EXERCISE OBJECTIVE:
Of all the lines in the entries below, give again exactly those starting at the line containing "Image encoding errors" and ending at the line containing "pub fn system<S: Into<String>>(message: S)", both ends included, and no others.

[Stored items]

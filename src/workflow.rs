use crate::error::WorkflowError;
use crate::events::{EventBus, FoodwatchEvent};
use crate::impact;
use std::collections::HashSet;
use std::sync::Arc;
use std::time::{Duration, SystemTime};
use tokio_util::sync::CancellationToken;
use tracing::{debug, info};

/// Notification channels for an active alert
#[derive(Debug, Clone, Copy, PartialEq, Eq, Hash)]
pub enum Channel {
    FoodBank,
    DeliveryPartners,
    Kitchen,
}

impl Channel {
    pub const ALL: [Channel; 3] = [Channel::FoodBank, Channel::DeliveryPartners, Channel::Kitchen];

    /// Operator-facing channel name
    pub fn as_str(&self) -> &'static str {
        match self {
            Channel::FoodBank => "Food Bank",
            Channel::DeliveryPartners => "Delivery Partners",
            Channel::Kitchen => "Kitchen",
        }
    }

    /// Parse a channel from its name, failing on anything outside the
    /// fixed set
    pub fn from_name(name: &str) -> Result<Self, WorkflowError> {
        match name {
            "Food Bank" | "FoodBank" => Ok(Channel::FoodBank),
            "Delivery Partners" | "DeliveryPartners" => Ok(Channel::DeliveryPartners),
            "Kitchen" => Ok(Channel::Kitchen),
            other => Err(WorkflowError::UnknownChannel {
                name: other.to_string(),
            }),
        }
    }
}

/// Progress of a notification workflow
#[derive(Debug, Clone, PartialEq, Eq)]
pub enum WorkflowState {
    NoneSent,
    PartiallySent { sent: usize },
    Acknowledged,
}

/// Outcome of a `notify` call
#[derive(Debug, Clone, Copy, PartialEq, Eq)]
pub enum NotifyOutcome {
    /// Channel newly added to the sent set
    Sent,
    /// Channel was already notified; the call was a no-op
    AlreadySent,
}

/// Per-alert tracker of which channels have been informed.
///
/// Scoped to one alert occurrence: when the underlying observed count
/// changes, the workflow is discarded (cancelling any pending impact
/// reveal), never reset. A channel enters the sent set at most once, and
/// `acknowledged` is monotonic.
pub struct NotificationWorkflow {
    class_name: String,
    quantity: u32,
    event_bus: Arc<EventBus>,
    reveal_delay: Duration,
    sent: HashSet<Channel>,
    acknowledged: bool,
    impact_scheduled: bool,
    cancel: CancellationToken,
}

impl NotificationWorkflow {
    pub fn new(
        class_name: impl Into<String>,
        quantity: u32,
        event_bus: Arc<EventBus>,
        reveal_delay: Duration,
    ) -> Self {
        Self {
            class_name: class_name.into(),
            quantity,
            event_bus,
            reveal_delay,
            sent: HashSet::new(),
            acknowledged: false,
            impact_scheduled: false,
            cancel: CancellationToken::new(),
        }
    }

    pub fn state(&self) -> WorkflowState {
        if self.acknowledged {
            WorkflowState::Acknowledged
        } else if self.sent.is_empty() {
            WorkflowState::NoneSent
        } else {
            WorkflowState::PartiallySent {
                sent: self.sent.len(),
            }
        }
    }

    pub fn sent_channels(&self) -> &HashSet<Channel> {
        &self.sent
    }

    pub fn is_acknowledged(&self) -> bool {
        self.acknowledged
    }

    /// Invoke a notification channel for the active alert.
    ///
    /// Idempotent per channel. The first channel ever sent schedules a
    /// one-time impact reveal after the configured delay; subsequent
    /// notifications never reschedule it.
    pub fn notify(&mut self, channel: Channel) -> NotifyOutcome {
        if !self.sent.insert(channel) {
            debug!("Channel {} already notified", channel.as_str());
            return NotifyOutcome::AlreadySent;
        }

        info!("Notification sent to {}", channel.as_str());
        self.event_bus.publish(FoodwatchEvent::NotificationSent {
            channel: channel.as_str().to_string(),
            timestamp: SystemTime::now(),
        });

        if self.sent.len() == 1 && !self.impact_scheduled {
            self.impact_scheduled = true;
            self.schedule_impact_reveal();
        }

        NotifyOutcome::Sent
    }

    /// Parse a channel name and notify it
    pub fn notify_named(&mut self, name: &str) -> Result<NotifyOutcome, WorkflowError> {
        let channel = Channel::from_name(name)?;
        Ok(self.notify(channel))
    }

    /// Mark the alert as acknowledged.
    ///
    /// Valid only once at least one channel has been notified; acknowledged
    /// never reverts to false.
    pub fn acknowledge(&mut self) -> Result<(), WorkflowError> {
        if self.sent.is_empty() {
            return Err(WorkflowError::NothingSentYet);
        }
        if !self.acknowledged {
            self.acknowledged = true;
            info!("Alert for '{}' acknowledged", self.class_name);
            self.event_bus.publish(FoodwatchEvent::AlertAcknowledged {
                timestamp: SystemTime::now(),
            });
        }
        Ok(())
    }

    /// Discard the workflow, cancelling any pending impact reveal.
    ///
    /// Called when the alert's observed count changes and the notification
    /// history no longer applies.
    pub fn discard(&self) {
        self.cancel.cancel();
    }

    fn schedule_impact_reveal(&self) {
        let event_bus = Arc::clone(&self.event_bus);
        let cancel = self.cancel.clone();
        let delay = self.reveal_delay;
        let class_name = self.class_name.clone();
        let quantity = self.quantity;

        debug!(
            "Impact reveal scheduled in {} ms for '{}'",
            delay.as_millis(),
            class_name
        );
        tokio::spawn(async move {
            tokio::select! {
                _ = cancel.cancelled() => {
                    debug!("Impact reveal for '{}' cancelled", class_name);
                }
                _ = tokio::time::sleep(delay) => {
                    let impact = impact::estimate(quantity as f64);
                    event_bus.publish(FoodwatchEvent::ImpactReady {
                        class_name,
                        quantity,
                        mass_saved_kg: impact.mass_saved_kg,
                        currency_saved: impact.currency_saved,
                        co2_reduced_kg: impact.co2_reduced_kg,
                        timestamp: SystemTime::now(),
                    });
                }
            }
        });
    }
}

impl Drop for NotificationWorkflow {
    fn drop(&mut self) {
        self.cancel.cancel();
    }
}
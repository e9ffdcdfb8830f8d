use thiserror::Error;

/// Camera acquisition and capture-session errors
#[derive(Error, Debug)]
pub enum CaptureError {
    #[error("Device access failed: {details}")]
    DeviceAccess { details: String },

    #[error("Device '{device}' is already held by another session")]
    DeviceBusy { device: String },

    #[error("Capture session is not active (state: {state})")]
    NotActive { state: String },

    #[error("Device stream produced no frame: {details}")]
    FrameRead { details: String },
}

/// Image encoding errors
#[derive(Error, Debug)]
pub enum EncodeError {
    #[error("Encoding failed: {details}")]
    EncodingFailed { details: String },
}

/// Detection client and aggregation errors
#[derive(Error, Debug)]
pub enum DetectionError {
    #[error("Detection endpoint returned HTTP {status}")]
    Transport { status: u16 },

    #[error("Detection response failed schema validation: {details}")]
    MalformedResponse { details: String },

    #[error("Detection service reported failure{}", .message.as_ref().map(|m| format!(": {}", m)).unwrap_or_default())]
    DetectionFailed { message: Option<String> },

    #[error("Detection tally is internally inconsistent: {details}")]
    InconsistentTally { details: String },

    #[error("Request error: {0}")]
    Request(#[from] reqwest::Error),
}

impl DetectionError {
    /// Single operator-facing message for all detection failures.
    ///
    /// The variant is preserved for diagnostics; the operator only sees
    /// that detection failed and should retry.
    pub fn user_message(&self) -> &'static str {
        "Detection failed - please try again"
    }
}

/// Notification workflow contract violations
#[derive(Error, Debug)]
pub enum WorkflowError {
    #[error("Unknown notification channel: {name}")]
    UnknownChannel { name: String },

    #[error("Cannot acknowledge before any notification has been sent")]
    NothingSentYet,
}

#[derive(Error, Debug)]
pub enum FoodwatchError {
    #[error("Capture error: {0}")]
    Capture(#[from] CaptureError),

    #[error("Encode error: {0}")]
    Encode(#[from] EncodeError),

    #[error("Detection error: {0}")]
    Detection(#[from] DetectionError),

    #[error("Workflow error: {0}")]
    Workflow(#[from] WorkflowError),

    #[error("Configuration error: {0}")]
    Config(#[from] config::ConfigError),

    #[error("Serialization error: {0}")]
    Serialization(#[from] toml::ser::Error),

    #[error("System error: {message}")]
    System { message: String },
}

impl FoodwatchError {
    pub fn system<S: Into<String>>(message: S) -> Self {
        Self::System {
            message: message.into(),
        }
    }
}

pub type Result<T> = std::result::Result<T, FoodwatchError>;
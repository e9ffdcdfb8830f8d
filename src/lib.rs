pub mod aggregate;
pub mod alert;
pub mod client;
pub mod config;
pub mod device;
pub mod encoder;
pub mod error;
pub mod events;
pub mod frame;
pub mod impact;
pub mod pipeline;
pub mod session;
pub mod workflow;

pub use aggregate::aggregate;
pub use alert::{evaluate, AlertState};
pub use client::{DetectionClient, DetectionResponse, DetectionResult};
pub use config::FoodwatchConfig;
pub use device::{CameraDevice, DeviceClaims, DeviceConstraints, DeviceStream, Orientation, StubCamera};
pub use encoder::{encode, ImageArtifact};
pub use error::{CaptureError, DetectionError, EncodeError, FoodwatchError, Result, WorkflowError};
pub use events::{EventBus, FoodwatchEvent};
pub use frame::CapturedFrame;
pub use impact::{estimate, ImpactEstimate};
pub use pipeline::DetectionPipeline;
pub use session::{CaptureSession, SessionState};
pub use workflow::{Channel, NotificationWorkflow, NotifyOutcome, WorkflowState};
impl HttpDownloader {
    pub fn new(config: &Config) -> Result<Self> {
        let client = reqwest::Client::builder()
            .user_agent(config.community.user_agent.clone())
            .build()
            .map_err(|e| ProvisionError::Other(format!("Failed to build HTTP client: {e}")))?;

        Ok(Self {
            client,
            data_dir: config.storage.data_dir.clone(),
            progress: config.community.progress,
        })
    }

    /// Download `model.url` to `<data_dir>/<filename>` via a `.part` file
    pub async fn download(
        &self,
        model: &CommunityModel,
        token: &str,
        refresh: bool,
    ) -> Result<Fetched> {
        if let Some(hit) = cached(&self.data_dir, model, refresh) {
            return Ok(hit);
        }

        let url = display_url(&model.url).to_string();
        let network = |e: reqwest::Error| CommunityError::Network {
            url: url.clone(),
            reason: e.to_string(),
        };

        tracing::info!("Downloading {} from {url}", model.filename);

        let response = self
            .client
            .get(&model.url)
            .bearer_auth(token)
            .send()
            .await
            .map_err(network)?;

        let status = response.status();
        if !status.is_success() {
            return Err(CommunityError::Status {
                url: url.clone(),
                status: status.as_u16(),
            }
            .into());
        }

        tokio::fs::create_dir_all(&self.data_dir).await?;

        let total = response.content_length();
        if let Some(total) = total {
            check_disk_space(&self.data_dir, total)?;
        }

        let dest = community_path(&self.data_dir, model);
        let part = self.data_dir.join(format!("{}.part", model.filename));
        let mut file = tokio::fs::File::create(&part).await?;

        let bar = self.progress_bar(total, &model.filename);
        let mut written = 0u64;
        let mut stream = response.bytes_stream();

        while let Some(chunk) = stream.next().await {
            let chunk = chunk.map_err(network)?;
            file.write_all(&chunk).await?;
            written += chunk.len() as u64;
            bar.set_position(written);
        }

        file.flush().await?;
        drop(file);

        tokio::fs::rename(&part, &dest).await?;
        bar.finish_and_clear();

        tracing::info!(
            "Downloaded {} ({})",
            model.filename,
            format_bytes(written)
        );

        Ok(Fetched {
            path: dest,
            cached: false,
        })
    }

    fn progress_bar(&self, total: Option<u64>, name: &str) -> ProgressBar {
        if !self.progress {
            return ProgressBar::hidden();
        }

        let bar = total.map_or_else(ProgressBar::new_spinner, ProgressBar::new);
        let style = ProgressStyle::with_template(
            "{msg} [{bar:40}] {bytes}/{total_bytes} ({bytes_per_sec}, {eta})",
        )
        .unwrap_or_else(|_| ProgressStyle::default_bar());
        bar.set_style(style);
        bar.set_message(name.to_string());
        bar
    }
}

/// Delegates downloads to an external command-line tool (comfy-cli)
///
/// The tool is invoked as
/// `<tool> --skip-prompt model download --url <url> --set-civitai-api-token=<token> --relative-path <data_dir>`
/// and is trusted to name the file after the registry's own file name.
#[derive(Debug)]
pub struct ToolDownloader {
    tool: String,
    data_dir: PathBuf,
}

impl ToolDownloader {
    #[must_use]
    pub fn new(config: &Config) -> Self {
        Self {
            tool: config.community.tool.clone(),
            data_dir: config.storage.data_dir.clone(),
        }
    }

    pub async fn download(
        &self,
        model: &CommunityModel,
        token: &str,
        refresh: bool,
    ) -> Result<Fetched> {
        if let Some(hit) = cached(&self.data_dir, model, refresh) {
            return Ok(hit);
        }

        let program = which::which(&self.tool)
            .map_err(|_| CommunityError::ToolNotFound(self.tool.clone()))?;

        // The tool skips files that already exist
        let dest = community_path(&self.data_dir, model);
        if refresh && dest.is_file() {
            tokio::fs::remove_file(&dest).await?;
        }

        let url = display_url(&model.url).to_string();
        tracing::info!("Downloading {} from {url} with {}", model.filename, self.tool);

        let status = tokio::process::Command::new(program)
            .args(["--skip-prompt", "model", "download", "--url"])
            .arg(&model.url)
            .arg(format!("--set-civitai-api-token={token}"))
            .arg("--relative-path")
            .arg(&self.data_dir)
            .status()
            .await?;

        if !status.success() {
            return Err(CommunityError::ToolFailed {
                url,
                status: status.to_string(),
            }
            .into());
        }

        Ok(Fetched {
            path: dest,
            cached: false,
        })
    }
}
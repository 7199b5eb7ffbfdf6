use crate::error::{ProvisionError, Result};
use std::fs;
use std::io::ErrorKind;
use std::path::{Path, PathBuf};

/// Creates the alias an application sees for a provisioned artifact
pub trait LinkCreator: Send + Sync {
    /// Create `dest_dir/filename` pointing at `target`
    ///
    /// `dest_dir` is created if missing. An existing file or link of the same
    /// name is replaced; an existing directory is an error.
    fn link(&self, target: &Path, dest_dir: &Path, filename: &str) -> Result<PathBuf>;
}

/// Filesystem symlinks
#[derive(Debug, Default, Clone, Copy)]
pub struct SymlinkCreator;

impl LinkCreator for SymlinkCreator {
    fn link(&self, target: &Path, dest_dir: &Path, filename: &str) -> Result<PathBuf> {
        fs::create_dir_all(dest_dir)?;
        let link = dest_dir.join(filename);

        match fs::symlink_metadata(&link) {
            Ok(meta) if meta.is_dir() => {
                return Err(ProvisionError::Link(format!(
                    "{} is a directory",
                    link.display()
                )));
            }
            Ok(_) => {
                tracing::debug!("Replacing existing {}", link.display());
                fs::remove_file(&link)?;
            }
            Err(e) if e.kind() == ErrorKind::NotFound => {}
            Err(e) => return Err(e.into()),
        }

        symlink(target, &link).map_err(|e| {
            ProvisionError::Link(format!(
                "Failed to link {} -> {}: {e}",
                link.display(),
                target.display()
            ))
        })?;

        tracing::debug!("Linked {} -> {}", link.display(), target.display());
        Ok(link)
    }
}

#[cfg(unix)]
fn symlink(target: &Path, link: &Path) -> std::io::Result<()> {
    std::os::unix::fs::symlink(target, link)
}

#[cfg(not(unix))]
fn symlink(_target: &Path, _link: &Path) -> std::io::Result<()> {
    Err(std::io::Error::new(
        ErrorKind::Unsupported,
        "symbolic links are only supported on unix",
    ))
}

/// True if `path` exists and resolves, through any links, to a regular file
#[must_use]
pub fn resolves_to_file(path: &Path) -> bool {
    fs::metadata(path).is_ok_and(|m| m.is_file())
}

TASK OUTPUT:
/// Image encoding errors
#[derive(Error, Debug)]
pub enum EncodeError {
    #[error("Encoding failed: {details}")]
    EncodingFailed { details: String },
}

/// Detection client and aggregation errors
#[derive(Error, Debug)]
pub enum DetectionError {
    #[error("Detection endpoint returned HTTP {status}")]
    Transport { status: u16 },

    #[error("Detection response failed schema validation: {details}")]
    MalformedResponse { details: String },

    #[error("Detection service reported failure{}", .message.as_ref().map(|m| format!(": {}", m)).unwrap_or_default())]
    DetectionFailed { message: Option<String> },

    #[error("Detection tally is internally inconsistent: {details}")]
    InconsistentTally { details: String },

    #[error("Request error: {0}")]
    Request(#[from] reqwest::Error),
}

impl DetectionError {
    /// Single operator-facing message for all detection failures.
    ///
    /// The variant is preserved for diagnostics; the operator only sees
    /// that detection failed and should retry.
    pub fn user_message(&self) -> &'static str {
        "Detection failed - please try again"
    }
}

/// Notification workflow contract violations
#[derive(Error, Debug)]
pub enum WorkflowError {
    #[error("Unknown notification channel: {name}")]
    UnknownChannel { name: String },

    #[error("Cannot acknowledge before any notification has been sent")]
    NothingSentYet,
}

#[derive(Error, Debug)]
pub enum FoodwatchError {
    #[error("Capture error: {0}")]
    Capture(#[from] CaptureError),

    #[error("Encode error: {0}")]
    Encode(#[from] EncodeError),

    #[error("Detection error: {0}")]
    Detection(#[from] DetectionError),

    #[error("Workflow error: {0}")]
    Workflow(#[from] WorkflowError),

    #[error("Configuration error: {0}")]
    Config(#[from] config::ConfigError),

    #[error("Serialization error: {0}")]
    Serialization(#[from] toml::ser::Error),

    #[error("System error: {message}")]
    System { message: String },
}

impl FoodwatchError {
    pub fn system<S: Into<String>>(message: S) -> Self {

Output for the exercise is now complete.